In 1979, Columbia Pictures released The China Syndrome, starring activist actress Jane Fonda... Two weeks later, there was a real nuclear accident, at Three Mile Island outside Harrisburg, Pennsylvania...

Not surprisingly, fact and fiction became blurred in the public mind, and today, few people seem to realize that disaster was averted and no one in the plant or the Three Mile Island neighborhood was hurt. There was a small release of radioactivity, but the average dose received by a nearby resident was nine millirems — far less than received in a chest X-ray...

Seven years later a Soviet reactor in Chernobyl, Ukraine, exploded and about fifty people died. There were no confirmed deaths outside the plant itself. Radioactivity spread to the immediate area, and there were reports of thyroid cancer. But there was also an iodine deficiency — a risk factor for thyroid cancer — in the area. Today, the background level of radioactivity at Chernobyl is lower than that emitted by the granite of Grand Central Station...

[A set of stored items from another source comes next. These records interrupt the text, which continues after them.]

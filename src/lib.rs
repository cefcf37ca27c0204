//! Whisper - split and reassemble fixed-layout camera firmware images
//!
//! This crate slices a flat firmware image into named partition files, drives the
//! external squashfs/jffs2 tools that unpack and repack them, and merges the
//! edited partitions back into a flashable image with every partition padded to
//! its declared footprint.

#![deny(
    // Safety
    unsafe_code,

    // Correctness
    missing_debug_implementations,
    unreachable_pub,

    // Future compatibility
    future_incompatible,

    // Rust 2018 idioms
    rust_2018_idioms,
)]
#![warn(
    // Error handling best practices
    clippy::unwrap_used,
    clippy::expect_used,
    clippy::panic,
    clippy::unimplemented,
    clippy::todo,

    // Code clarity and maintainability
    clippy::cognitive_complexity,
    clippy::too_many_arguments,
    clippy::type_complexity,

    // Best practices
    clippy::clone_on_ref_ptr,
    clippy::wildcard_imports,
    clippy::enum_glob_use,
    clippy::if_not_else,
    clippy::needless_continue,
    clippy::explicit_iter_loop,
    clippy::explicit_into_iter_loop,
)]

pub mod api;
pub mod config;
pub mod exceptions;
pub mod exit_codes;
pub mod firmware;
pub mod logger;
pub mod tools;
pub mod utils;
pub mod version;

use std::sync::Mutex;

// Re-export main API functions
pub use api::{MakeReport, cleanup_all, make_filesystem, pack_image, run, unpack_image};
pub use config::{Config, FailurePolicy, Mode, ToolPaths};
pub use exceptions::WhisperError;

// Re-export layout types for advanced usage
pub use firmware::{PartitionDescriptor, get_partitions};
pub use tools::{BatchReport, ToolCommand, run_parallel};

// PIDs of external tools that are still running (used by the interrupt handler)
pub static CHILD_PIDS: Mutex<Vec<u32>> = Mutex::new(Vec::new());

[Theodore Rockwell summarizing the latest findings from the UN's Scientific Committee on the Effects of Atomic Radiation] :
"Some people died from the original explosion, some from fire, and I don't doubt some died from radiation. But they were all inside the plant. So it was an industrial accident, and we have seen far worse. As to the general public, they checked for iodine in the thyroid, and sure enough they found 1,800 children with thyroid nodules. But that part of the world is iodine-deficient — they were already having a serious public-health problem. Two kids with thyroid nodules were brought in and they died. But it turns out they were nowhere near the radiation. A third child died of something else entirely. As to the 1,800 people, they did not correlate with radiation dose at all. Some high-dose kids had no nodules, some low-dose did have. So it's not at all clear that they were ever related to the radiation, and the chairman of the original UN committee doesn't think they are related."